Indian IT supplier Satyam is up for sale, but who will buy the company that has been shaken by an accounting fraud that went on for several years unnoticed.
Will a European, US or Japanese IT supplier dip their hands in their pockets and pick up a bargain? Or will the fraud and uncertainties related to Satyam put them off?
The bidding process for the company started today, with applications of interest requested to be in by Thursday March 12. The company then requires more detailed expressions of interest and proof from bidders of available funds to the value of $290m by 20 March.
Satyam has a good reputation from a service delivery point of view, it has a large number of highly skilled workers and boasts an impressive list of customers. But bidders could be limited as a result of the company's involvement in a $1bn accounting fraud. Former chairman B Ramalinga Raju admitted that he had falsely reported the company's results. This left the company short of cash and its customers short of confidence.
Phil Morris, European managing director at sourcing consultancy Equaterra, says his money is on IBM buying Satyam. He says Satyam's delivery capability is its main attraction. "It would position IBM spectacularly for service and delivery in India."
The bidders will not see the full audited accounts, but shortlisted bidders will be given access to certain business, financial and legal diligence materials. They will have to sign a non-disclosure agreement to qualify for this.
Robert Morgan, consultant at Hamilton Bailey, believes Western firms will be put off by the fraud and its possible repercussions.
"I cannot see an IBM or any other global supplier taking it seriously. I think they would like to buy Satyam, but the possibility of action from shareholders will stop any Western company buying it."
Morgan believes Satyam will go to another Indian firm because they are more used to how Satyam is run. "The Indian companies will take it on trust because they are owned by families, rather than shareholders."
Mark Lewis partner and head of outsourcing at law firm Berwin Leighton Paisner, says whichever company acquires Satyam, whether Indian or not, will face the same legal threats. "There are already two legal claims against Satyam by shareholders." He said the company that buys Satyam may have to ring-fence good business from liabilities."
Morris says the buyer should negotiate clauses in any contract to take the risks away. "They could get the Indian government to underwrite it."
Andy Gallagher, consultant Compass Management Consulting, says Fujitsu could be a potential buyer. "There are a few contracts in the UK that Fujitsu has worked on with Satyam."
He says Fujitsu would not have a problem buying Satyam, providing it knows everything before it buys it. "One thing you can be sure of with a Japanese firm is that the due diligence will be extensive.
"They know they would be buying damaged goods, but if the price reflects the full extent of the damage, it is OK. The problem with the Satyam case is that nobody knows the full extent of the damage."

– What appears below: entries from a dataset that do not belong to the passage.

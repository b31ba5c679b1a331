//! `AnswerStore`: documentos de respuesta durables por `(user_id, process_id)`.

use convo_domain::AnswerRecord;
use dashmap::DashMap;
use uuid::Uuid;

pub trait AnswerStore: Send + Sync {
    fn load(&self, user_id: i64, process_id: Uuid) -> Option<AnswerRecord>;

    /// Upsert del documento completo.
    fn save(&self, record: AnswerRecord);

    fn discard(&self, user_id: i64, process_id: Uuid);

    /// Descarta todos los registros de un proceso (usado por la
    /// regeneración por IA, que invalida los índices viejos). Devuelve la
    /// cantidad descartada.
    fn discard_for_process(&self, process_id: Uuid) -> usize;
}

#[derive(Default)]
pub struct InMemoryAnswerStore {
    inner: DashMap<(i64, Uuid), AnswerRecord>,
}

impl InMemoryAnswerStore {
    pub fn new() -> Self {
        Self::default()
    }
}

impl AnswerStore for InMemoryAnswerStore {
    fn load(&self, user_id: i64, process_id: Uuid) -> Option<AnswerRecord> {
        self.inner.get(&(user_id, process_id)).map(|r| r.value().clone())
    }

    fn save(&self, record: AnswerRecord) {
        self.inner.insert((record.user_id, record.process_id), record);
    }

    fn discard(&self, user_id: i64, process_id: Uuid) {
        self.inner.remove(&(user_id, process_id));
    }

    fn discard_for_process(&self, process_id: Uuid) -> usize {
        let keys: Vec<(i64, Uuid)> = self.inner
                                         .iter()
                                         .filter(|e| e.key().1 == process_id)
                                         .map(|e| *e.key())
                                         .collect();
        let n = keys.len();
        for k in keys {
            self.inner.remove(&k);
        }
        n
    }
}
//! Errores de persistencia.
//! Mapea errores de Diesel / conexión a variantes semánticas.

use diesel::result::{DatabaseErrorKind, Error as DieselError};
use thiserror::Error;

#[derive(Debug, Error)]
pub enum PersistenceError {
    #[error("unique violation: {0}")]
    UniqueViolation(String),
    #[error("not found")]
    NotFound,
    #[error("serialization conflict (retryable)")]
    SerializationConflict,
    #[error("transient IO / connection pool error: {0}")]
    TransientIo(String),
    /// Documento JSONB que no deserializa al tipo de dominio.
    #[error("corrupt document: {0}")]
    Corrupt(String),
    #[error("configuration error: {0}")]
    Config(String),
    #[error("unknown database error: {0}")]
    Unknown(String),
}

impl From<DieselError> for PersistenceError {
    fn from(err: DieselError) -> Self {
        match err {
            DieselError::NotFound => Self::NotFound,
            DieselError::DatabaseError(kind, info) => match kind {
                DatabaseErrorKind::UniqueViolation => Self::UniqueViolation(info.message().to_string()),
                DatabaseErrorKind::SerializationFailure => Self::SerializationConflict,
                other => Self::Unknown(format!("db error kind {:?}: {}", other, info.message())),
            },
            DieselError::BrokenTransactionManager => Self::TransientIo("broken transaction manager".into()),
            DieselError::DeserializationError(e) => Self::Corrupt(format!("deser: {e}")),
            DieselError::SerializationError(e) => Self::Corrupt(format!("ser: {e}")),
            other => Self::Unknown(format!("unhandled diesel error: {other:?}")),
        }
    }
}

impl From<serde_json::Error> for PersistenceError {
    fn from(err: serde_json::Error) -> Self {
        Self::Corrupt(err.to_string())
    }
}
//! Errores del dominio (estructurales, no de orquestación).

use serde::{Deserialize, Serialize};
use thiserror::Error;

#[derive(Debug, Error, PartialEq, Eq, Clone, Serialize, Deserialize)]
pub enum DomainError {
    #[error("step index {0} out of range")] StepIndexOutOfRange(usize),
    #[error("insert position {0} out of range")] InsertPositionOutOfRange(usize),
    #[error("step {0} not found in process")] StepNotFound(uuid::Uuid),
    #[error("process title must not be empty")] EmptyTitle,
    #[error("step prompt must not be empty")] EmptyPrompt,
}
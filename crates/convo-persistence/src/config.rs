//! Carga de configuración de conexión desde variables de entorno.
//! Usa convención `DATABASE_URL` y parámetros opcionales de pool.

use std::env;

use dotenvy::dotenv;
use once_cell::sync::Lazy;

// Carga perezosa del archivo .env una sola vez.
static DOTENV_LOADED: Lazy<()> = Lazy::new(|| {
    let _ = dotenv(); // ignora error si no existe .env
});

#[derive(Debug, Clone)]
pub struct DbConfig {
    pub url: String,
    pub min_connections: u32,
    pub max_connections: u32,
}

impl DbConfig {
    /// Lee `DATABASE_URL` (requerido) y los límites de pool opcionales.
    pub fn from_env() -> Result<Self, crate::error::PersistenceError> {
        Lazy::force(&DOTENV_LOADED);
        let url = env::var("DATABASE_URL")
            .map_err(|_| crate::error::PersistenceError::Config("DATABASE_URL not set".to_string()))?;
        let min_connections = env::var("DATABASE_MIN_CONNECTIONS").ok()
                                                                  .and_then(|v| v.parse().ok())
                                                                  .unwrap_or(2);
        let max_connections = env::var("DATABASE_MAX_CONNECTIONS").ok()
                                                                  .and_then(|v| v.parse().ok())
                                                                  .unwrap_or(16);
        Ok(Self { url,
                  min_connections,
                  max_connections })
    }
}

/// Forzar carga temprana de .env desde aplicaciones externas si se desea.
pub fn init_dotenv() {
    Lazy::force(&DOTENV_LOADED);
}
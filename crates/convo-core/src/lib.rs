//! convo-core: motor de workflows conversacionales guiados.
//!
//! Un proceso autoría una secuencia ordenada de pasos tipados; el motor la
//! recorre usuario por usuario sobre un canal de chat asíncrono:
//! - `CaptureRouter` entrega cada evento entrante a la única captura
//!   one-shot armada para ese usuario (desarme atómico antes de procesar).
//! - `DialogEngine` presenta cada paso según su variante, valida y
//!   persiste respuestas, y navega con un guard de reentrancia
//!   compare-and-set por usuario.
//! - `ProcessEditor` muta la definición fuera de banda (rol de autor).
//!
//! Los stores son traits con backend en memoria acá y Postgres en
//! `convo-persistence`; el canal, los archivos y la IA entran por los
//! traits de `providers`.

pub mod constants;
pub mod engine;
pub mod errors;
pub mod event;
pub mod hashing;
pub mod messages;
pub mod providers;
pub mod router;
pub mod store;

pub use engine::{DialogEngine, EngineBuilder, EventOutcome, HeaderPatch, ProcessEditor};
pub use engine::ttl::idle_ttl_from_env;
pub use errors::EngineError;
pub use event::{Button, ChatEvent, ChatEventKind, FileRef, MessageRef, OutboundMessage};
pub use providers::{ChatChannel, FileRetrieval, RetrievedFile, StepGenerator};
pub use router::{CaptureKind, CaptureRouter, PendingCapture};
pub use store::{AnswerStore, InMemoryAnswerStore, InMemoryProcessRepository, InMemorySessionStore, ProcessRepository,
                SessionStore};
//! Esquema Diesel (declarado manualmente). Reemplazable con `diesel print-schema`.

diesel::table! {
    process_definitions (id) {
        id -> Uuid,
        title -> Text,
        published -> Bool,
        doc -> Jsonb,
        updated_at -> Timestamptz,
    }
}

diesel::table! {
    session_states (user_id) {
        user_id -> BigInt,
        is_processing_step -> Bool,
        doc -> Jsonb,
        updated_at -> Timestamptz,
    }
}

diesel::table! {
    answer_records (user_id, process_id) {
        user_id -> BigInt,
        process_id -> Uuid,
        doc -> Jsonb,
        updated_at -> Timestamptz,
    }
}

diesel::allow_tables_to_appear_in_same_query!(
    process_definitions,
    session_states,
    answer_records,
);
impl<C: ConnectionProvider> ProcessRepository for PgProcessRepository<C> {
    fn get(&self, id: Uuid) -> Option<ProcessDefinition> {
        match with_retry(|| self.try_get(id)) {
            Ok(p) => p,
            Err(e) => {
                error!("process load failed for {id}: {e}");
                None
            }
        }
    }

    fn save(&self, process: ProcessDefinition) {
        if let Err(e) = with_retry(|| self.try_save(&process)) {
            error!("process save failed for {}: {e}", process.id);
        }
    }

    fn list_published(&self) -> Vec<ProcessDefinition> {
        match with_retry(|| self.try_list_published()) {
            Ok(list) => list,
            Err(e) => {
                error!("process listing failed: {e}");
                Vec::new()
            }
        }
    }
}
//! Recuperación de archivos determinista (sin IO real).

use async_trait::async_trait;
use convo_core::errors::EngineError;
use convo_core::event::FileRef;
use convo_core::providers::{FileRetrieval, RetrievedFile};

/// Resuelve cada `FileRef` a una ruta bajo un directorio base, sin tocar
/// disco. La validación de extensión es del motor, no de este adapter.
pub struct LocalFileRetrieval {
    base_dir: String,
}

impl LocalFileRetrieval {
    pub fn new(base_dir: impl Into<String>) -> Self {
        Self { base_dir: base_dir.into() }
    }
}

#[async_trait]
impl FileRetrieval for LocalFileRetrieval {
    async fn retrieve(&self, file: &FileRef) -> Result<RetrievedFile, EngineError> {
        Ok(RetrievedFile { local_path: format!("{}/{}", self.base_dir, file.file_id),
                           file_name: file.file_name.clone() })
    }
}

/// Siempre falla con `ExternalService`; para probar la política de
/// "sin reintento automático, el usuario reenvía".
#[derive(Default)]
pub struct FailingFileRetrieval;

#[async_trait]
impl FileRetrieval for FailingFileRetrieval {
    async fn retrieve(&self, _file: &FileRef) -> Result<RetrievedFile, EngineError> {
        Err(EngineError::ExternalService("file storage unavailable".to_string()))
    }
}

#[cfg(test)]
mod tests {
    use super::*;

    #[tokio::test]
    async fn retrieval_builds_local_path() {
        let files = LocalFileRetrieval::new("/tmp/convo");
        let got = files.retrieve(&FileRef { file_id: "abc123".into(),
                                            file_name: "cv.pdf".into() })
                       .await
                       .unwrap();
        assert_eq!(got.local_path, "/tmp/convo/abc123");
        assert_eq!(got.file_name, "cv.pdf");
    }
}
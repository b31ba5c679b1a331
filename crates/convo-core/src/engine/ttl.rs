//! Barrido por TTL de inactividad.
//!
//! El sistema de referencia no tenía política de expiración: una captura
//! podía quedar armada para siempre. Acá la vida de una sesión en
//! `AwaitingInput` está acotada: pasado el TTL sin actividad se desarma el
//! listener, se resetea la sesión (las respuestas durables se conservan) y
//! se avisa al usuario. El host lo invoca periódicamente (p.ej. con
//! `tokio::time::interval`; ver la demo del binario raíz).

use chrono::{DateTime, Duration, Utc};
use convo_domain::ResetMode;

use crate::constants::{DEFAULT_IDLE_TTL_SECS, IDLE_TTL_ENV};
use crate::errors::EngineError;
use crate::messages;
use crate::store::{AnswerStore, ProcessRepository, SessionStore};

use super::core::DialogEngine;

/// TTL configurado por entorno (`CONVO_IDLE_TTL_SECS`), con default de 24h.
pub fn idle_ttl_from_env() -> Duration {
    std::env::var(IDLE_TTL_ENV).ok()
                               .and_then(|v| v.parse::<i64>().ok())
                               .map(Duration::seconds)
                               .unwrap_or_else(|| Duration::seconds(DEFAULT_IDLE_TTL_SECS))
}

impl<S, A, P> DialogEngine<S, A, P>
    where S: SessionStore,
          A: AnswerStore,
          P: ProcessRepository
{
    /// Abandona toda sesión con captura armada cuya última actividad sea
    /// anterior a `now - idle_ttl`. Devuelve los usuarios barridos.
    pub async fn sweep_idle(&self, now: DateTime<Utc>) -> Result<Vec<i64>, EngineError> {
        let cutoff = now - self.idle_ttl;
        let mut expired = Vec::new();
        for user_id in self.sessions.user_ids() {
            if !self.router.has_pending(user_id) {
                continue;
            }
            let session = self.sessions.get_or_create(user_id);
            if session.last_activity >= cutoff {
                continue;
            }
            self.router.disarm(user_id);
            self.sessions.reset(user_id, ResetMode::Abandon);
            // el aviso es best-effort: un canal caído no frena el barrido
            let _ = self.send_text(user_id, messages::session_expired(&session.system_language)).await;
            expired.push(user_id);
        }
        if !expired.is_empty() {
            log::info!("idle sweep abandoned {} session(s)", expired.len());
        }
        Ok(expired)
    }
}
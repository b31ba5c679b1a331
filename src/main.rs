//! Corridas de validación del motor conversacional contra stores en
//! memoria. Cada función ejecuta un escenario completo y corta el proceso
//! con un assert si algo no cumple el contrato; sirven como smoke-check
//! rápido sin depender de Postgres (ver feature `pg_demo` para esa ruta).

use std::sync::Arc;

use convoflow_rust::adapters::{LocalFileRetrieval, MemoryChatChannel, TemplateStepGenerator};
use convoflow_rust::domain::{ProcessDefinition, Step, StepType, StepValidation};
use convoflow_rust::engine::{idle_ttl_from_env, AnswerStore, ChatEvent, DialogEngine, EventOutcome, HeaderPatch,
                             ProcessRepository, SessionStore};

const USER: i64 = 1;

fn build_engine() -> (DialogEngine<convoflow_rust::engine::InMemorySessionStore,
                                   convoflow_rust::engine::InMemoryAnswerStore,
                                   convoflow_rust::engine::InMemoryProcessRepository>,
                      Arc<MemoryChatChannel>) {
    let channel = Arc::new(MemoryChatChannel::new());
    let engine = DialogEngine::in_memory().idle_ttl(idle_ttl_from_env())
                                          .build(Box::new(channel.clone()),
                                                 Box::new(LocalFileRetrieval::new("/tmp/convo")),
                                                 Box::new(TemplateStepGenerator::new()));
    (engine, channel)
}

fn signup_process() -> ProcessDefinition {
    let mut p = ProcessDefinition::new("Signup", "quick signup", "validator").expect("process");
    p.push_step(Step::new(StepType::TextInput, "Name").expect("step"));
    p.push_step(Step::new(StepType::YesNo, "Subscribe?").expect("step"));
    p.push_step(Step::new(StepType::Final, "Confirm").expect("step"));
    p
}

/// Escenario 1: Signup completo (texto -> sí/no -> confirmación).
async fn run_signup_validation() {
    let (engine, channel) = build_engine();
    let process = signup_process();
    let pid = process.id;
    engine.processes().save(process);

    engine.begin_process(USER, pid).await.expect("begin");
    let out = engine.handle_event(ChatEvent::text(USER, "Alice")).await.expect("name");
    assert_eq!(out, EventOutcome::Advanced, "signup: name must advance");
    let out = engine.handle_event(ChatEvent::button(USER, "yes")).await.expect("subscribe");
    assert_eq!(out, EventOutcome::Advanced, "signup: yes must advance");
    let out = engine.handle_event(ChatEvent::button(USER, "confirm")).await.expect("confirm");
    assert_eq!(out, EventOutcome::Completed, "signup: confirm must complete");

    let record = engine.answers().load(USER, pid).expect("answer record");
    assert_eq!(record.answers.len(), 2);
    assert!(record.completed_at.is_some());
    assert!(channel.sent_to(USER).iter().any(|m| m.text.contains("Process complete")));
    println!("[OK] signup flow: 2 answers recorded, completion emitted once");
}

/// Escenario 2: retreat en el primer paso es no-op; duplicados no doble-avanzan.
async fn run_navigation_validation() {
    let (engine, _channel) = build_engine();
    let process = signup_process();
    let pid = process.id;
    engine.processes().save(process);

    engine.begin_process(USER, pid).await.expect("begin");
    let out = engine.retreat(USER).await.expect("retreat at 0");
    assert_eq!(out, EventOutcome::AtFirstStep);
    assert_eq!(engine.sessions().get_or_create(USER).current_step_index, 0);

    let ev = ChatEvent::text(USER, "Alice");
    let (a, b) = tokio::join!(engine.handle_event(ev.clone()), engine.handle_event(ev));
    let advanced = [a.expect("dup 1"), b.expect("dup 2")].iter()
                                                         .filter(|o| **o == EventOutcome::Advanced)
                                                         .count();
    assert_eq!(advanced, 1, "duplicate delivery must advance exactly once");
    println!("[OK] navigation: retreat clamped, duplicate delivery advanced once");
}

/// Escenario 3: upload con extensión inválida re-pregunta sin avanzar.
async fn run_upload_validation() {
    let (engine, _channel) = build_engine();
    let mut process = ProcessDefinition::new("Docs", "", "validator").expect("process");
    process.push_step(Step::new(StepType::FileUpload, "Send your CV").expect("step")
                                                                     .with_validation(StepValidation { required: true,
                                                                                                       regex: None,
                                                                                                       file_types: vec!["pdf".into()] }));
    process.push_step(Step::new(StepType::Final, "Confirm").expect("step"));
    let pid = process.id;
    engine.processes().save(process);

    engine.begin_process(USER, pid).await.expect("begin");
    let out = engine.handle_event(ChatEvent::file(USER, "f1", "photo.png")).await.expect("png");
    assert_eq!(out, EventOutcome::RetrySameStep);
    assert_eq!(engine.sessions().get_or_create(USER).current_step_index, 0);
    let out = engine.handle_event(ChatEvent::file(USER, "f2", "cv.pdf")).await.expect("pdf");
    assert_eq!(out, EventOutcome::Advanced);
    println!("[OK] upload: wrong extension rejected, valid retry advanced");
}

/// Escenario 4: editor estructural (swap + splice + patch + regeneración).
async fn run_editor_validation() {
    let (engine, _channel) = build_engine();
    let mut process = ProcessDefinition::new("Survey", "", "validator").expect("process");
    for prompt in ["q1", "q2", "q3", "q4"] {
        process.push_step(Step::new(StepType::TextInput, prompt).expect("step"));
    }
    let pid = process.id;
    let third = process.steps[2].step_id;
    engine.processes().save(process);

    let updated = engine.editor().move_step_up(pid, third).expect("move up");
    assert_eq!(updated.steps[1].prompt, "q3");
    assert!(updated.sequence_is_contiguous());

    let inserted = Step::new(StepType::YesNo, "inserted").expect("step");
    let updated = engine.editor().insert_step_after(pid, 0, inserted).expect("insert");
    assert_eq!(updated.steps[1].prompt, "inserted");
    assert!(updated.sequence_is_contiguous());

    let updated = engine.editor()
                        .edit_header(pid, HeaderPatch { title: Some("Renamed".into()),
                                                        description: None,
                                                        image_url: None })
                        .expect("patch");
    assert_eq!(updated.title, "Renamed");

    let regenerated = engine.editor()
                            .regenerate_with_ai(pid, "Fresh", "from scratch")
                            .await
                            .expect("regenerate");
    assert!(regenerated.sequence_is_contiguous());
    assert!(regenerated.len() > 0);
    println!("[OK] editor: swaps, splices and regeneration keep sequence contiguous");
}

/// Demo opcional contra Postgres (requiere DATABASE_URL).
#[cfg(feature = "pg_demo")]
async fn run_pg_demo() {
    use convoflow_rust::persistence::{build_dev_pool_from_env, PgAnswerStore, PgProcessRepository, PgSessionStore,
                                      PoolProvider};

    if std::env::var("DATABASE_URL").is_err() {
        println!("[skip] pg demo: DATABASE_URL not set");
        return;
    }
    let pool = build_dev_pool_from_env().expect("pg pool");
    let sessions = PgSessionStore::new(PoolProvider { pool: pool.clone() });
    let answers = PgAnswerStore::new(PoolProvider { pool: pool.clone() });
    let processes = PgProcessRepository::new(PoolProvider { pool });

    let channel = Arc::new(MemoryChatChannel::new());
    let engine = DialogEngine::builder(sessions, answers, processes)
        .build(Box::new(channel.clone()),
               Box::new(LocalFileRetrieval::new("/tmp/convo")),
               Box::new(TemplateStepGenerator::new()));

    let process = signup_process();
    let pid = process.id;
    engine.processes().save(process);
    engine.begin_process(USER, pid).await.expect("begin");
    engine.handle_event(ChatEvent::text(USER, "Alice")).await.expect("name");
    engine.handle_event(ChatEvent::button(USER, "yes")).await.expect("subscribe");
    engine.handle_event(ChatEvent::button(USER, "confirm")).await.expect("confirm");
    assert!(engine.answers().load(USER, pid).expect("record").completed_at.is_some());
    println!("[OK] pg demo: signup flow persisted through Postgres stores");
}

#[tokio::main]
async fn main() {
    let _ = dotenvy::dotenv();

    run_signup_validation().await;
    run_navigation_validation().await;
    run_upload_validation().await;
    run_editor_validation().await;

    #[cfg(feature = "pg_demo")]
    run_pg_demo().await;

    println!("all validations passed");
}
//! Motor de diálogo: dispatcher, navigator, editor y barrido por TTL.

pub mod builder;
pub mod core;
pub mod editor;
pub mod navigator;
pub mod ttl;

pub use builder::EngineBuilder;
pub use core::{DialogEngine, EventOutcome};
pub use editor::{HeaderPatch, ProcessEditor};
pub use ttl::idle_ttl_from_env;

Duncan Aitchinson, head of Europe at sourcing consultancy TPI, says now is not a good time to be buying or selling anything because of the recession. "I suspect there will be fairly broad interest, predominantly from firms with an Indian heritage."
He adds that Satyam's reputation as a supplier of IT services is not in doubt. "I do not think there are any suggestions that Satyam is anything other than a good firm from an operational perspective."
Satyam will be acquired, but by who is still a question that few commentators will commit to answering. The company that eventually buys the company will pick up a wealth of skills and customers, but it may also be buying unknown skeletons in the closet.